§ **PROBLEM REQUIREMENTS**:
Every line of the records that holds the word "this" should be copied.

§ **DATA FOR THE TASK**:
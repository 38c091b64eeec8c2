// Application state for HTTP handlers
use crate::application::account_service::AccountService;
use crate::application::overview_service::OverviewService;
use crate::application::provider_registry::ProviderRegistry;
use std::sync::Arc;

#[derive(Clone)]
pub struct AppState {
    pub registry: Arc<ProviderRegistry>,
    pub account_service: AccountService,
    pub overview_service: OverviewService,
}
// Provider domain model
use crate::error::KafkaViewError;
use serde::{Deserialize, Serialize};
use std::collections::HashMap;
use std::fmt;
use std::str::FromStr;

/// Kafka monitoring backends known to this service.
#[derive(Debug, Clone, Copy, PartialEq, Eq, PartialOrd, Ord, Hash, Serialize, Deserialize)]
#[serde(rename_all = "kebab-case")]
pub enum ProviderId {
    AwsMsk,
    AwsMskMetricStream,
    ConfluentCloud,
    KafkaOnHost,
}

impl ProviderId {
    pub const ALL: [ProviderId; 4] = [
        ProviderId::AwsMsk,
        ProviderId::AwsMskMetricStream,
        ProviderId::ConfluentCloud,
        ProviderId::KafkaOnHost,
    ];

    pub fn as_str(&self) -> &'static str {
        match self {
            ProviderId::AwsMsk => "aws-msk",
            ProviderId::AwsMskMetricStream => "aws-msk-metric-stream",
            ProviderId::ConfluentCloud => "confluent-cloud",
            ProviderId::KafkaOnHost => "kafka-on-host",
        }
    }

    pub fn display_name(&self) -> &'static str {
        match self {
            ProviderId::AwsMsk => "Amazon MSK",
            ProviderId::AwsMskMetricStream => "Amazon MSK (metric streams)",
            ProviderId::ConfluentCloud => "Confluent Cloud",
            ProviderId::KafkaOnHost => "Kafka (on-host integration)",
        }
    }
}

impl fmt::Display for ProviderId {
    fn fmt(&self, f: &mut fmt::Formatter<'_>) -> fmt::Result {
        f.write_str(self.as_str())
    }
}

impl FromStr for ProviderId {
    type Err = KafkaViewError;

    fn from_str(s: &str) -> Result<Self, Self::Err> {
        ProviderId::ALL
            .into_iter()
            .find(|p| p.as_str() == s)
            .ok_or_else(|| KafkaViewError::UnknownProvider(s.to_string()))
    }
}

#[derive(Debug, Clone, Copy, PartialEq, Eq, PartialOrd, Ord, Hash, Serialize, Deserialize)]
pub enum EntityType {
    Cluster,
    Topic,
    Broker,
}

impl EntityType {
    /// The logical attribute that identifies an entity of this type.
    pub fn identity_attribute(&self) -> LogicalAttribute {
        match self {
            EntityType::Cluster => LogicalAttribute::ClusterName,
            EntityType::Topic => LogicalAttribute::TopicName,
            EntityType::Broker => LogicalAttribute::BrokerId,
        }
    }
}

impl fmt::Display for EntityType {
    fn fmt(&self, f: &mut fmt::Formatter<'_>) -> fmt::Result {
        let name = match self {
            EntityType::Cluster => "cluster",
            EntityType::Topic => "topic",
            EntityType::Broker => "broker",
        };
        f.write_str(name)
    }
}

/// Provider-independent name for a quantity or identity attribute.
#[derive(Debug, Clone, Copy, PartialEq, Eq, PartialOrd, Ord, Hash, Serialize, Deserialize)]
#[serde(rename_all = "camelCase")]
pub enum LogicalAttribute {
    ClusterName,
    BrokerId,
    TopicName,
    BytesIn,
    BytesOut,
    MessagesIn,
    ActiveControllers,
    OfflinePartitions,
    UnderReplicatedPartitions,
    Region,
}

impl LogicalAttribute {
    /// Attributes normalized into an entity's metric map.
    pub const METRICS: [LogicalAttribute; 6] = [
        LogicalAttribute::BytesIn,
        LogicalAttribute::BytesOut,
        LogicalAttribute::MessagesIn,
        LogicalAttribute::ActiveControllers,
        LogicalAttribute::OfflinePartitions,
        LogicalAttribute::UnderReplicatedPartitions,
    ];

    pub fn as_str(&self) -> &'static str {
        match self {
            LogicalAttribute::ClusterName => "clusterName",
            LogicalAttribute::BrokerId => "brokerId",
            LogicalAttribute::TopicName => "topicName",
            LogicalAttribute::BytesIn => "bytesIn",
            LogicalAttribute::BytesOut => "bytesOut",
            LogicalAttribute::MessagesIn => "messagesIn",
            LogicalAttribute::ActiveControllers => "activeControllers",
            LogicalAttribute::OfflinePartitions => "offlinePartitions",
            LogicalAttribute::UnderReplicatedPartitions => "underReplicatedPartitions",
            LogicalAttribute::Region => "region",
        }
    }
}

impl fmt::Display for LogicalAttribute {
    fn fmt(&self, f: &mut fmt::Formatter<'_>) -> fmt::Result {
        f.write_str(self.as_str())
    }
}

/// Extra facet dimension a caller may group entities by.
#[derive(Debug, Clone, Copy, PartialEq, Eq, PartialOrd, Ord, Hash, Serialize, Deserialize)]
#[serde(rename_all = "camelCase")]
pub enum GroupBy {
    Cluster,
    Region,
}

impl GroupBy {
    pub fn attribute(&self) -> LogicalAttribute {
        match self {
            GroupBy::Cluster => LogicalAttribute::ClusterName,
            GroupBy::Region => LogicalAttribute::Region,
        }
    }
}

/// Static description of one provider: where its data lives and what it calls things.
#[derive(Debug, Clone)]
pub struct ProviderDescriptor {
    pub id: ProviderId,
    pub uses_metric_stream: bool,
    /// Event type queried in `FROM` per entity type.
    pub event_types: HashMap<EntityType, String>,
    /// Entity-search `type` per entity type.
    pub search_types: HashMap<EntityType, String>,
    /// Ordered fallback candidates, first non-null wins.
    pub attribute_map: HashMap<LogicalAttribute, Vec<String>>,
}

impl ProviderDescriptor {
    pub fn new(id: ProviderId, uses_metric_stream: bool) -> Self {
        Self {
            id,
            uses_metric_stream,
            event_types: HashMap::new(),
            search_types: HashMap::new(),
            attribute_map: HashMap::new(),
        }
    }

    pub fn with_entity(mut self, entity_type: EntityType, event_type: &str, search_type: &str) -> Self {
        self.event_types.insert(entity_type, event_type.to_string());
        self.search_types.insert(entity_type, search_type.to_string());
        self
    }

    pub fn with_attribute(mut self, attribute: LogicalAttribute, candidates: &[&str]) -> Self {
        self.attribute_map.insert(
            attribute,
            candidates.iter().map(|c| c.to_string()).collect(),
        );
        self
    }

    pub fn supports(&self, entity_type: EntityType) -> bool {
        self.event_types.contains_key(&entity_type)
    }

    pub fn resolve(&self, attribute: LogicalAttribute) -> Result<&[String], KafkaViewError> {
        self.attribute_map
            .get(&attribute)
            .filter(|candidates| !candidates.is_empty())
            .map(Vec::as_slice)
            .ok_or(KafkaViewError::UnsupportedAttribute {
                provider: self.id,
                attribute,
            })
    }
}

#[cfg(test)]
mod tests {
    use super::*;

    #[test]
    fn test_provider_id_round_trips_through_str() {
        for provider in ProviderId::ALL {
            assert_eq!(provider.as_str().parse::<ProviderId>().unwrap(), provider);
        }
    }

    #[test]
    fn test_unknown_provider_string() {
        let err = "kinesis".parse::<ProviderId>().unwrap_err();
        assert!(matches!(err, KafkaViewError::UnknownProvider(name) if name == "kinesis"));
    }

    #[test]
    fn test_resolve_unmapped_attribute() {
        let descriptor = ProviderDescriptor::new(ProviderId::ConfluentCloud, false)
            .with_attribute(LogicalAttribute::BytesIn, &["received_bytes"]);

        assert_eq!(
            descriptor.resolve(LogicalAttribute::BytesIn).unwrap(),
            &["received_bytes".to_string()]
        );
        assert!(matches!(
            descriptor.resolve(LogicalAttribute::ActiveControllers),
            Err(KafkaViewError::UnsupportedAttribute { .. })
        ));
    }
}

§ **RESPONSE AREA**:
/// Kafka monitoring backends known to this service.
    /// The logical attribute that identifies an entity of this type.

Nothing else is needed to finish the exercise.